Per Pan
The musical “Peter Pan” is scheduled for July 30 through Aug. 4 in San Diego. Courtesy Broadway San Diego

A new season of touring Broadway shows is coming to San Diego in October. But before then, theater fans will have an opportunity to see talented, local students who one day may be performing in those shows or on the Great White Way.

The Broadway San Diego High School Musical Theatre Awards is scheduled to be held May 26 at the historic Balboa Theatre and will give local high school students an opportunity to showcase their talents and compete in a national competition called The Jimmy Awards.

The San Diego show is the local arm of the Jimmys, as they are called, and is an initiative of Broadway San Diego, the organization that brings touring theater productions to San Diego.

Organizers of the theater awards show call it an exciting opportunity to highlight San Diego students and the local theater community. 

“It’s my favorite initiative that we have here,” said Vanessa Ybarra Davis, vice president of Broadway San Diego and producer of the awards show. “It’s a lot of work but it is so rewarding.”

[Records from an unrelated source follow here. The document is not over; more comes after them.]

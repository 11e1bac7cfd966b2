use clap::Parser;
use donation_engine::application::engine::DonationEngine;
use donation_engine::domain::charity::MinorUnits;
use donation_engine::domain::policy::DonationPolicy;
use donation_engine::domain::ports::{CharityStore, CharityStoreBox, CreditLedgerBox};
use donation_engine::infrastructure::gateway::SimulatedGateway;
use donation_engine::infrastructure::in_memory::InMemoryCharityStore;
#[cfg(feature = "storage-rocksdb")]
use donation_engine::infrastructure::rocksdb::RocksDbCharityStore;
use donation_engine::interfaces::csv::charity_reader::CharityReader;
use donation_engine::interfaces::csv::charity_writer::CharityWriter;
use donation_engine::interfaces::csv::donation_reader::DonationReader;
use miette::{IntoDiagnostic, Result};
use rand::SeedableRng;
use rand::rngs::StdRng;
use std::fs::File;
use std::io;
use std::path::PathBuf;

#[derive(Parser)]
#[command(author, version, about, long_about = None)]
struct Cli {
    /// Charity seed CSV file (id, name[, total])
    charities: PathBuf,

    /// Donation requests CSV file (amount, token, charity)
    donations: PathBuf,

    /// Donations must exceed this many minor currency units
    #[arg(long, default_value_t = 2000)]
    minimum: u64,

    /// ISO currency code used for charges
    #[arg(long, default_value = "THB")]
    currency: String,

    /// Seed for random charity selection; defaults to entropy
    #[arg(long)]
    seed: Option<u64>,

    /// Path to persistent database (optional). If provided, uses RocksDB.
    #[cfg(feature = "storage-rocksdb")]
    #[arg(long)]
    db_path: Option<PathBuf>,
}

fn in_memory_stores() -> (CharityStoreBox, CreditLedgerBox, CharityStoreBox) {
    let store = InMemoryCharityStore::new();
    (
        Box::new(store.clone()),
        Box::new(store.clone()),
        Box::new(store),
    )
}

#[tokio::main]
async fn main() -> Result<()> {
    tracing_subscriber::fmt()
        .with_env_filter(tracing_subscriber::EnvFilter::from_default_env())
        .with_writer(io::stderr)
        .init();

    let cli = Cli::parse();

    // One clone each for selection, crediting and the final report; they all
    // share the same underlying state.
    #[cfg(feature = "storage-rocksdb")]
    let (charities, ledger, report) = match &cli.db_path {
        Some(path) => {
            let store = RocksDbCharityStore::open(path).into_diagnostic()?;
            (
                Box::new(store.clone()) as CharityStoreBox,
                Box::new(store.clone()) as CreditLedgerBox,
                Box::new(store) as CharityStoreBox,
            )
        }
        None => in_memory_stores(),
    };
    #[cfg(not(feature = "storage-rocksdb"))]
    let (charities, ledger, report) = in_memory_stores();

    // Administrative seeding; the donation flow itself never inserts.
    let file = File::open(&cli.charities).into_diagnostic()?;
    for charity in CharityReader::new(file).charities() {
        let charity = charity.into_diagnostic()?;
        report.insert(charity).await.into_diagnostic()?;
    }

    let policy = DonationPolicy {
        currency: cli.currency,
        minimum: MinorUnits::new(cli.minimum),
        ..DonationPolicy::default()
    };
    let gateway = Box::new(SimulatedGateway::new());
    let engine = match cli.seed {
        Some(seed) => {
            DonationEngine::with_rng(charities, ledger, gateway, policy, StdRng::seed_from_u64(seed))
        }
        None => DonationEngine::new(charities, ledger, gateway, policy),
    };

    // Process donations
    let file = File::open(&cli.donations).into_diagnostic()?;
    for request in DonationReader::new(file).requests() {
        match request {
            Ok(request) => match engine.donate(request).await {
                Ok(receipt) => eprintln!(
                    "Donated {} to {} [{}], total now {}",
                    receipt.amount, receipt.charity_name, receipt.charity_id, receipt.new_total
                ),
                Err(failure) => eprintln!("Donation failed: {failure}"),
            },
            Err(e) => eprintln!("Error reading donation: {e}"),
        }
    }

    // Output final state
    let charities = report.all().await.into_diagnostic()?;
    let stdout = io::stdout();
    let mut writer = CharityWriter::new(stdout.lock());
    writer.write_charities(charities).into_diagnostic()?;

    Ok(())
}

Students from 26 dozen county high schools have been nominated and will undergo a week-long training program that includes coaching sessions with local theater professionals. 

The training program leads to the awards show, which will feature performances from five of the top musicals. The top performers in categories Best Actor, Best Actress and Best Musical production will be recognized, with the top two performers going on to compete in the national contest in New York this June.

Joey Landwehr, the artistic director for the show, said the awards program has a larger impact than just recognizing local talent.

“Theater changes lives and theater saves lives,” he said.

Landwehr recalls seeing the impact the show has had on students who were facing troubled home lives or other challenges. He recalled a former participant who performed in “Les Miserables” and returned to San Diego to work with students in a class.

“He had changed from this young, little high school boy that I had known into this gentleman of the theater,” he said. “And he gave them such hope for what they were doing. And then, he opened his mouth and he sang. And it was like the heavens opened up. It’s one of the most glorious voices I’ve heard come out of a young person’s mouth.  And it brought just tears to everybody’s eyes.”

Davis credits support from the community for keeping the program going, even during the pandemic when it used a hybrid format. 

San Diego Theatres, which operates the Balboa Theatre, is the venue sponsor. San Diego State University’s theater department offers acceptance into their program for the top two winners. D.Z. Akin’s offers free lunches to students in the workshop.

The local awards program is now in its 11th year and more than 4,200 local students have participated in the program since its inception. 

Some of them have made it to productions, including Broadway shows.

Several shows that were on Broadway will be part of the 47th season of Broadway San Diego that starts this fall. The season will include Tony Award winner “Kimberly Akimbo,” “Back to the Future: The Musical,” “Some Like It Hot,” “Wicked,” “A Beautiful Noise The Neil Diamond Musical,” “Moulin Rouge! The Musical” and the comedy “Shucked”, directed by San Diego’s Jack O’Brien. 

“Our shows bring you closer to Broadway than ever before,” said Davis.

Information on those plays is available at broadwaysd.com

Information on the student awards program is available on awards.broadwaySD.com.